Please repeat, from the entries that follow, the lines from the one containing "count_query = count_query.bind(pattern.clone());" through the one containing "pub async fn find_by_id(pool: &PgPool, id: Uuid)" exactly, adding nothing.

| Collected data entries |
┄┄┄┄┄┄
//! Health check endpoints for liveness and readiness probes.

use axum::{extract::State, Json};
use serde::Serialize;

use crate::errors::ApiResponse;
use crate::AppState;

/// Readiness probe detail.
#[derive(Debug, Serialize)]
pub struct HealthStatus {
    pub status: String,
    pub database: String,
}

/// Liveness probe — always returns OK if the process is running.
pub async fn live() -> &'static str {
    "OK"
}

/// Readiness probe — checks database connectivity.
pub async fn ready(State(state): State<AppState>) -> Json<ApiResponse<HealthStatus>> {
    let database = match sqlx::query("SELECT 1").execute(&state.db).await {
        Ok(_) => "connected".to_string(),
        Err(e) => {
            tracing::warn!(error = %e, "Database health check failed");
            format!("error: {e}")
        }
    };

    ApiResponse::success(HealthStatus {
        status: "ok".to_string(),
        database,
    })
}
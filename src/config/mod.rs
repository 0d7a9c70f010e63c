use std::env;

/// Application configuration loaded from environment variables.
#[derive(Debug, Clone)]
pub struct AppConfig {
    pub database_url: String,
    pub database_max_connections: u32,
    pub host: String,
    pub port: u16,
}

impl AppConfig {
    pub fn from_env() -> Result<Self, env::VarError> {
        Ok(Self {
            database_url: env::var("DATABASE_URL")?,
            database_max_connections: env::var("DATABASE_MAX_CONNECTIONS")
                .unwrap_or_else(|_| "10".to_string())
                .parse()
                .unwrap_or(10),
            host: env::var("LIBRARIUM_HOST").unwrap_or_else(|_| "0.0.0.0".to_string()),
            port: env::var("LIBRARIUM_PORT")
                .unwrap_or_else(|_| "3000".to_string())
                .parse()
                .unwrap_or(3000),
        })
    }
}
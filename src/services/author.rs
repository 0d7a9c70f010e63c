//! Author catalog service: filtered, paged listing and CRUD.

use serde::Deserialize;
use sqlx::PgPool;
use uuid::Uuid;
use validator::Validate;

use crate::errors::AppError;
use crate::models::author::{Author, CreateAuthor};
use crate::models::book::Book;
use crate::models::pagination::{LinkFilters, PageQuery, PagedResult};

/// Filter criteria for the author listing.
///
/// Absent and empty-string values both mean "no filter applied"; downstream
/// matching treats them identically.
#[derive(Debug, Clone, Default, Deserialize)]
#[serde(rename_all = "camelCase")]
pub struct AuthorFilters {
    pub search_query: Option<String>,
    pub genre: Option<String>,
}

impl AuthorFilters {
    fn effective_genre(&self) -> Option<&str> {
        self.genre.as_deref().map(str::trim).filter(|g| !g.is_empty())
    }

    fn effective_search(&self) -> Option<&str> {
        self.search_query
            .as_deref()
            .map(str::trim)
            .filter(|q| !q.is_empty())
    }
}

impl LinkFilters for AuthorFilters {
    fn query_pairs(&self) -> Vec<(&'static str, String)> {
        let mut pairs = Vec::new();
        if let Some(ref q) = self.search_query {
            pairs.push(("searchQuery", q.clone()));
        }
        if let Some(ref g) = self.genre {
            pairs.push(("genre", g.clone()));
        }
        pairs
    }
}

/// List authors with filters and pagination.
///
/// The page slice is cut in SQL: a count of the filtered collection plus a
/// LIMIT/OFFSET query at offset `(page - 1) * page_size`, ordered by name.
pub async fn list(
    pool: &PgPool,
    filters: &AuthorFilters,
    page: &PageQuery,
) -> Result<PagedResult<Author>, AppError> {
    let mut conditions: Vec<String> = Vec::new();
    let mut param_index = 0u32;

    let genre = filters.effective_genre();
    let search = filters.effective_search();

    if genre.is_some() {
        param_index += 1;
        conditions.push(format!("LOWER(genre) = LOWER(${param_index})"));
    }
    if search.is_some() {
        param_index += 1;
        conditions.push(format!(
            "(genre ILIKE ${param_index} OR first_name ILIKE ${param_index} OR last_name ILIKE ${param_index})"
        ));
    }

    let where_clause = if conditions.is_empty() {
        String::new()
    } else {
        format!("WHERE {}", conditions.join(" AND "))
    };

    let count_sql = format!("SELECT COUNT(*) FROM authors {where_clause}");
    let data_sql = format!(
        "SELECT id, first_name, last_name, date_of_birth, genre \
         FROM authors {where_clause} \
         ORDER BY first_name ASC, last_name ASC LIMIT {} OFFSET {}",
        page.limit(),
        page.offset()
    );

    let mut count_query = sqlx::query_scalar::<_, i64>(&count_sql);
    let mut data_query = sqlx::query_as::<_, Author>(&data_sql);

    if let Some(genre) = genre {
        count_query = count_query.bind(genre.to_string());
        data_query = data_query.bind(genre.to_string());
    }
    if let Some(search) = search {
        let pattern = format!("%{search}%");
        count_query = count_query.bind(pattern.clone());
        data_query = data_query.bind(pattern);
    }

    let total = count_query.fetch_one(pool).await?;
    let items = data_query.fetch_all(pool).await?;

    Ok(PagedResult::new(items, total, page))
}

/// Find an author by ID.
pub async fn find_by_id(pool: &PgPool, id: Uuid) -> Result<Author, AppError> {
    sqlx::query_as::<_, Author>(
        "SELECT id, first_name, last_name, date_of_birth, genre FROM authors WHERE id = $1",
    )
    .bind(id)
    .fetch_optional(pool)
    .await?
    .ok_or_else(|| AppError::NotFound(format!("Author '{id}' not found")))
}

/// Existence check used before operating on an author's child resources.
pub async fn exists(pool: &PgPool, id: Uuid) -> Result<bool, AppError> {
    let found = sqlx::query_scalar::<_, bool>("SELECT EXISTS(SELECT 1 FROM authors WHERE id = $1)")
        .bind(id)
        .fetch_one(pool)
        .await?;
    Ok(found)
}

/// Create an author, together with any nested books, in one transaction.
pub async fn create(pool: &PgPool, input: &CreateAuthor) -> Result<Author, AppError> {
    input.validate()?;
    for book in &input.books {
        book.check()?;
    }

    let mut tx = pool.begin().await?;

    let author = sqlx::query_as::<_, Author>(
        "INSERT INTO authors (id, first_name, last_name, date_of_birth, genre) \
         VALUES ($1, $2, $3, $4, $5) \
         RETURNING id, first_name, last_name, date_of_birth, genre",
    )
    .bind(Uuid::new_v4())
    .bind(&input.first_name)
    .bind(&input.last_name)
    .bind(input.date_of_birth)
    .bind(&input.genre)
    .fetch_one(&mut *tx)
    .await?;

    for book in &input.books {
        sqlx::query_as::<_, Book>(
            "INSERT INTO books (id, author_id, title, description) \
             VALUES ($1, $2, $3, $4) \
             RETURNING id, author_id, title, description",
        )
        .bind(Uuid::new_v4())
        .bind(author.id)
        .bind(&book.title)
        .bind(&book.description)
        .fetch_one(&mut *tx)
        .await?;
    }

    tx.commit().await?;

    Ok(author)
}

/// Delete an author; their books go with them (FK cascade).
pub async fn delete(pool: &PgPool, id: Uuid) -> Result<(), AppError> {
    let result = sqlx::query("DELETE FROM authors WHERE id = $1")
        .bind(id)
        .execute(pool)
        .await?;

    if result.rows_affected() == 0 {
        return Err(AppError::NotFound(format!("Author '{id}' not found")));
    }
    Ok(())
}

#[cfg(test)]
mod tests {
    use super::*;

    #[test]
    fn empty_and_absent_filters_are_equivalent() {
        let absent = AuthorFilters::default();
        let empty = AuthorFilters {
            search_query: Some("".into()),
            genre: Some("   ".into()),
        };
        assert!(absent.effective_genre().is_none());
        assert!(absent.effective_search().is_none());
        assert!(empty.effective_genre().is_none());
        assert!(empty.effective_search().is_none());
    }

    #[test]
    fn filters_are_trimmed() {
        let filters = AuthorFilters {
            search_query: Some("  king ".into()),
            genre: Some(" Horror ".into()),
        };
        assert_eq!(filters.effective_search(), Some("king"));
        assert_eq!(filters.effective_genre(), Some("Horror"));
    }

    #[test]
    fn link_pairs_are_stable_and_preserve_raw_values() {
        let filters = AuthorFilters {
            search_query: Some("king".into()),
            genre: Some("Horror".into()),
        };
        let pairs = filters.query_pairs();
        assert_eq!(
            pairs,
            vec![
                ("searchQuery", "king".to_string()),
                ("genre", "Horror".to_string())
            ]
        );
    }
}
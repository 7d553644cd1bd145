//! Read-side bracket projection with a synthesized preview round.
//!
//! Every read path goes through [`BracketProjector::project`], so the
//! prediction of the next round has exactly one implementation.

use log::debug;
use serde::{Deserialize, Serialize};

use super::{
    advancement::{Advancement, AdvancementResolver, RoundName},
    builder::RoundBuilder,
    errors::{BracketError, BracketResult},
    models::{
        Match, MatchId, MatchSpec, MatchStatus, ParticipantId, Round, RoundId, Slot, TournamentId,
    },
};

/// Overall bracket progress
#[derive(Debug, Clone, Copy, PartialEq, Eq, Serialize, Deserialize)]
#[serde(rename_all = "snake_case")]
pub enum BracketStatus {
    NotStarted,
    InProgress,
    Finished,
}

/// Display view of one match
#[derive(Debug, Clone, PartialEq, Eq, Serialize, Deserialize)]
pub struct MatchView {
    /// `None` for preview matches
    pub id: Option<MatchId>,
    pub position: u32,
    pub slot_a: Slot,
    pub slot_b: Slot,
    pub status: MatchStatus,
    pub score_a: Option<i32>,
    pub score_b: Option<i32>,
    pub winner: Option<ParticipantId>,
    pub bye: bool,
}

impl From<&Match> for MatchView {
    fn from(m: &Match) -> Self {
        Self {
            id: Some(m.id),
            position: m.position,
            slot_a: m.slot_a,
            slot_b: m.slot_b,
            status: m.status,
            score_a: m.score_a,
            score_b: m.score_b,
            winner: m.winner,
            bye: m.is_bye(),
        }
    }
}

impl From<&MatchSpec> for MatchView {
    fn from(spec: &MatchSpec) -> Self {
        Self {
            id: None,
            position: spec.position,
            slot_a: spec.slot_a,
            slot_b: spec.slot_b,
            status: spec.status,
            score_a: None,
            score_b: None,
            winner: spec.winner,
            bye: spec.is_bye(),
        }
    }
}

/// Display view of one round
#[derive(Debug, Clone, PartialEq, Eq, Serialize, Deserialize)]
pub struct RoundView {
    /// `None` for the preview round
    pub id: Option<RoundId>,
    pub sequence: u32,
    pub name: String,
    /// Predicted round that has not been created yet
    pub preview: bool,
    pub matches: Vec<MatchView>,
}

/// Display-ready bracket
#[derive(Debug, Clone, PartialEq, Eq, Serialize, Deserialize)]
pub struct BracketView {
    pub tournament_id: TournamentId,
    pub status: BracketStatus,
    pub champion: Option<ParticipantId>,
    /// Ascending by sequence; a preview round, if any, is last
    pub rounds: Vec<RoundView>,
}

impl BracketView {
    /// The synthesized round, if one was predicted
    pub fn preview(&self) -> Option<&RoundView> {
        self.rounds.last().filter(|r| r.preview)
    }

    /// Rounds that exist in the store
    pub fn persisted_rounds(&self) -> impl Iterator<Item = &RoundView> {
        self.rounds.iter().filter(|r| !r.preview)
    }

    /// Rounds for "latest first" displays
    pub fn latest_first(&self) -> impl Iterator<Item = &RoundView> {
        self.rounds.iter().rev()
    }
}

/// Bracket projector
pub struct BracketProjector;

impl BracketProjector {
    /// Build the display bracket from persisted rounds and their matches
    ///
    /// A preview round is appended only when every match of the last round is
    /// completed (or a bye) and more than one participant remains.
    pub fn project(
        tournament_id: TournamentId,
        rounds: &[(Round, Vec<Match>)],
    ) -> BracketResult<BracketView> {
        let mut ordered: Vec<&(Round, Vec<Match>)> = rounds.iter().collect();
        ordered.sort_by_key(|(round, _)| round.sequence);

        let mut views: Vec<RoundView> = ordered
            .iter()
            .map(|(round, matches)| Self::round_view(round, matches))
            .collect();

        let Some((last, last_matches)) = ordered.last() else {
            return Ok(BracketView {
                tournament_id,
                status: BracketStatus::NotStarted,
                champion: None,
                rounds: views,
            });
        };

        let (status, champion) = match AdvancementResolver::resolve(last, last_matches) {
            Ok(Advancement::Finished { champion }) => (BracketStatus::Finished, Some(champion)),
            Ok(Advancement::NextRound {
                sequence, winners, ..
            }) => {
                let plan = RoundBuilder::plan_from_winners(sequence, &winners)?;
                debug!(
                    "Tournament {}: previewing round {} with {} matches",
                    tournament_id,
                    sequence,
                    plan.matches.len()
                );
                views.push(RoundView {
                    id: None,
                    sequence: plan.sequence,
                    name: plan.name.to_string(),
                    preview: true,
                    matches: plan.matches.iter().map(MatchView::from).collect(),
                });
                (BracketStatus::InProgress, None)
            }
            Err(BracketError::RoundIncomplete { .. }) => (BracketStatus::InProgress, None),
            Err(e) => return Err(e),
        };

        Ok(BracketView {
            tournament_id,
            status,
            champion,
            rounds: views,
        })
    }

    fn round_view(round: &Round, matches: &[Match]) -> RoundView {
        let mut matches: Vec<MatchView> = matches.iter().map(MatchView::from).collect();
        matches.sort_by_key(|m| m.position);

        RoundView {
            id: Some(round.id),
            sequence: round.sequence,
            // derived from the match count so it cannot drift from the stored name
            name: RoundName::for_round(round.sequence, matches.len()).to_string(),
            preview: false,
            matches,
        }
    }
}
┄┄┄┄┄┄
| Output of the task |
        count_query = count_query.bind(pattern.clone());
        data_query = data_query.bind(pattern);
    }

    let total = count_query.fetch_one(pool).await?;
    let items = data_query.fetch_all(pool).await?;

    Ok(PagedResult::new(items, total, page))
}

/// Find an author by ID.
pub async fn find_by_id(pool: &PgPool, id: Uuid) -> Result<Author, AppError> {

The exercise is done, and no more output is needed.